Era il 22 giugno del 1983 quando Emanuela Orlandi, la 15enne figlia di un dipendete del Vaticano, scomparve nel nulla a Roma. Da quel momento la vita dei familiari della ragazza è stata stravolta. Sono passati ormai 35 anni dalla sparizione; anni fatti di numerose indagini, spesso soggette a depistaggi, illazioni, che non hanno mai portato alla svolta nel caso. Anni in cui i familiari non si sono mai arresi e, tra speranze e delusioni, hanno continuato la loro battaglia per la verità.
La scomparsa di Emanuela Orlandi è uno dei più grandi misteri del nostro Paese, rimasto, come anche il caso di Mirella Gregori (15enne romana scomparsa misteriosamente a Roma il 7 maggio del 1983), irrisolto. I familiari della giovane sono scesi in piazza proprio al ricorrere dell’anniversario ed è proprio in questo contesto che il fratello Pietro Orlandi ha rivelato una scoperta shock. La prima telefonata ricevuta dal Vaticano da parte dei rapitori di Emanuela Orlandi non sarebbe stata quella del 5 luglio dello stesso anno, che avvenne dopo l’appello di Giovanni Paolo II, bensì avvenne proprio il giorno esatto della scomparsa della 15enne. Emanuela Orlandi scomparve verso le 19 e la telefonata in Vaticano arrivò tra le 20 e le 21.
“Emanuela Orlandi è mia sorella, sono trentacinque anni che non la vedo. Aveva quindici anni quando qualcuno l’ha portata via. Non so dove si trova, non so se è viva, ma so qual è la sua colpa: essere una delle pochissime persone cittadine dello Stato Vaticano”.
Emanuela Orlandi è sparita in un’afosa giornata del 1983, inghiottita da un ingranaggio enorme, e il suo nome è stato accostato all’attentato del Papa, al crollo dell’Unione Sovietica, ai misteri della Banca del Vaticano, alla banda della Magliana e da trentacinque anni Pietro la cerca e – come lui – le sorelle Federica e Natalina e tutti i loro familiari vogliono giustizia. “Ho fatto tutto quello che ho potuto per mantenere viva la speranz, spiega Orlandi, capelli grigi medio lunghi e un orecchino argentato al lobo sinistro – sono stato ospite in trasmissioni televisive, ho incontrato mafiosi e agenti dei Servizi Segreti, ma anche magistrati, giornalisti, ho partecipato a manifestazioni e incontrato tre Papi, ma non ho ottenuto nulla. Ora devono dirmi la verità”.

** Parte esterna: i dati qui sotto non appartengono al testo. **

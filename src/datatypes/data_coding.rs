// ABOUTME: Maps the SMPP data_coding byte to a text codec for inbound short messages
// ABOUTME: Unknown codings and undecodable bytes are handed back raw instead of failing

use bytes::Bytes;
use serde::Deserialize;
use std::collections::HashMap;
use std::fmt;
use thiserror::Error;

/// Text encodings a short message body can be decoded with
#[derive(Clone, Copy, Debug, PartialEq, Eq, Hash, Deserialize)]
pub enum TextCodec {
    #[serde(rename = "ascii")]
    Ascii,
    #[serde(rename = "latin1", alias = "latin-1", alias = "iso-8859-1")]
    Latin1,
    #[serde(rename = "utf-8", alias = "utf8")]
    Utf8,
    /// UCS-2 is decoded as UTF-16BE
    #[serde(rename = "utf-16be", alias = "ucs2")]
    Utf16Be,
}

#[derive(Debug, Error, PartialEq)]
#[error("bytes are not valid {codec}")]
pub struct DecodeError {
    pub codec: TextCodec,
}

impl TextCodec {
    pub fn decode(self, bytes: &[u8]) -> Result<String, DecodeError> {
        let fail = || DecodeError { codec: self };
        match self {
            TextCodec::Ascii => {
                if bytes.is_ascii() {
                    Ok(bytes.iter().map(|&b| b as char).collect())
                } else {
                    Err(fail())
                }
            }
            TextCodec::Latin1 => Ok(bytes.iter().map(|&b| b as char).collect()),
            TextCodec::Utf8 => String::from_utf8(bytes.to_vec()).map_err(|_| fail()),
            TextCodec::Utf16Be => {
                if bytes.len() % 2 != 0 {
                    return Err(fail());
                }
                let units = bytes
                    .chunks_exact(2)
                    .map(|pair| u16::from_be_bytes([pair[0], pair[1]]));
                char::decode_utf16(units)
                    .collect::<Result<String, _>>()
                    .map_err(|_| fail())
            }
        }
    }

    /// Encode `text`; `None` when a character has no representation.
    pub fn encode(self, text: &str) -> Option<Bytes> {
        match self {
            TextCodec::Ascii => text.is_ascii().then(|| Bytes::copy_from_slice(text.as_bytes())),
            TextCodec::Latin1 => text
                .chars()
                .map(|c| u8::try_from(u32::from(c)).ok())
                .collect::<Option<Vec<u8>>>()
                .map(Bytes::from),
            TextCodec::Utf8 => Some(Bytes::copy_from_slice(text.as_bytes())),
            TextCodec::Utf16Be => Some(
                text.encode_utf16()
                    .flat_map(u16::to_be_bytes)
                    .collect::<Vec<u8>>()
                    .into(),
            ),
        }
    }
}

impl fmt::Display for TextCodec {
    fn fmt(&self, f: &mut fmt::Formatter<'_>) -> fmt::Result {
        let name = match self {
            TextCodec::Ascii => "ascii",
            TextCodec::Latin1 => "latin1",
            TextCodec::Utf8 => "utf-8",
            TextCodec::Utf16Be => "utf-16be",
        };
        f.write_str(name)
    }
}

/// Decoded body of an inbound message
#[derive(Clone, Debug, PartialEq)]
pub enum MessageContent {
    Text(String),
    /// Undecoded octets: unsupported data_coding or bytes the codec rejected
    Raw(Bytes),
}

impl MessageContent {
    pub fn as_text(&self) -> Option<&str> {
        match self {
            MessageContent::Text(text) => Some(text),
            MessageContent::Raw(_) => None,
        }
    }
}

/// data_coding value to codec table: 1 is ASCII, 3 Latin-1, 8 UCS-2,
/// optionally extended or replaced per value.
#[derive(Clone, Debug)]
pub struct DataCodingTable {
    codecs: HashMap<u8, TextCodec>,
}

impl Default for DataCodingTable {
    fn default() -> Self {
        DataCodingTable {
            codecs: HashMap::from([
                (1, TextCodec::Ascii),
                (3, TextCodec::Latin1),
                (8, TextCodec::Utf16Be),
            ]),
        }
    }
}

impl DataCodingTable {
    pub fn with_overrides(overrides: &HashMap<u8, TextCodec>) -> Self {
        let mut table = Self::default();
        table.codecs.extend(overrides.iter().map(|(k, v)| (*k, *v)));
        table
    }

    pub fn codec(&self, data_coding: u8) -> Option<TextCodec> {
        self.codecs.get(&data_coding).copied()
    }

    pub fn decode(&self, data_coding: u8, bytes: Bytes) -> MessageContent {
        let Some(codec) = self.codec(data_coding) else {
            tracing::warn!(data_coding, "Not decoding message with unsupported data_coding");
            return MessageContent::Raw(bytes);
        };

        match codec.decode(&bytes) {
            Ok(text) => MessageContent::Text(text),
            Err(e) => {
                tracing::warn!(data_coding, "Passing message through undecoded: {}", e);
                MessageContent::Raw(bytes)
            }
        }
    }
}

#[cfg(test)]
mod tests {
    use super::*;

    #[test]
    fn ucs2_decodes_as_utf16be() {
        let bytes = TextCodec::Utf16Be.encode("Zoë ☃").unwrap();
        assert_eq!(bytes.as_ref(), &[0, 0x5A, 0, 0x6F, 0, 0xEB, 0, 0x20, 0x26, 0x03]);

        let table = DataCodingTable::default();
        assert_eq!(
            table.decode(8, bytes),
            MessageContent::Text("Zoë ☃".to_string())
        );
    }

    #[test]
    fn latin1_maps_bytes_to_code_points() {
        assert_eq!(TextCodec::Latin1.decode(&[0x63, 0x61, 0x66, 0xE9]).unwrap(), "café");
        assert_eq!(TextCodec::Latin1.encode("☃"), None);
    }

    #[test]
    fn unsupported_coding_passes_raw_bytes() {
        let table = DataCodingTable::default();
        let raw = Bytes::from_static(&[0x01, 0x02, 0xFF]);
        assert_eq!(table.decode(4, raw.clone()), MessageContent::Raw(raw));
    }

    #[test]
    fn failed_decode_passes_raw_bytes() {
        let table = DataCodingTable::default();
        let raw = Bytes::from_static(&[0x00, 0x41, 0x00]);
        assert_eq!(table.decode(8, raw.clone()), MessageContent::Raw(raw.clone()));
        assert_eq!(
            table.decode(1, Bytes::from_static(b"caf\xe9")),
            MessageContent::Raw(Bytes::from_static(b"caf\xe9"))
        );
    }

    #[test]
    fn overrides_extend_the_table() {
        let table = DataCodingTable::with_overrides(&HashMap::from([
            (0, TextCodec::Utf8),
            (1, TextCodec::Latin1),
        ]));
        assert_eq!(table.codec(0), Some(TextCodec::Utf8));
        assert_eq!(table.codec(1), Some(TextCodec::Latin1));
        assert_eq!(table.codec(8), Some(TextCodec::Utf16Be));
        assert_eq!(
            table.decode(0, Bytes::from_static("héllo".as_bytes())).as_text(),
            Some("héllo")
        );
    }
}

Il fratello, dopo aver scoperto tale telefonata, torna a puntare il dito contro il Vaticano accusandoli di aver tenuto nascosto il tutto. Pietro Orlandi rivolgersi al Papa ha chiesto un aiuto: “Papa Francesco ci deve aiutare perché lui ha la possibilità di chiudere questa storia, è a conoscenza di quello che è successo. Se lui veramente vuole ricostruire una chiesa che è stata infangata per tanti anni, se vuole ricostruire una chiesa nuova, la deve ricostruire dalle fondamenta. Se tu vuoi costruire una casa nuova non lo puoi fare sul fango ma sul terreno solido, il Papa deve togliere tutto quel fango che c’è a cominciare dalla scomparsa di Emanuela.
Sua sorella andò ad una lezione di musica al Complesso di Sant’Apollinare e da allora non tornò più a casa. La solita scappatella o una fuga d’amore, dissero i poliziotti ai familiari, ma in realtà non fu così. Pochi giorni dopo la sua scomparsa, ci fu persino un appello del Papa, “un appello che ci colse impreparati”, commenta Pietro, “un appello che dimostrava che il Papa era a conoscenza di qualcosa che noi ignoravamo, un appello che parlava di ‘responsabili’ e che quindi Emanuela era stata rapita”. Fu proprio così. Tredici giorni dopo la scomparsa, in una telefonata, i rapitori chiesero uno scambio della ragazza con l’attentatore del Papa, Ali Agca. “Il Papa non parla a caso”, “Il suo era un appello rivolto a chi doveva capire, mostrando un punto critico per il Vaticano. Se lo fece è perché stava mandando un messaggio a qualcuno”.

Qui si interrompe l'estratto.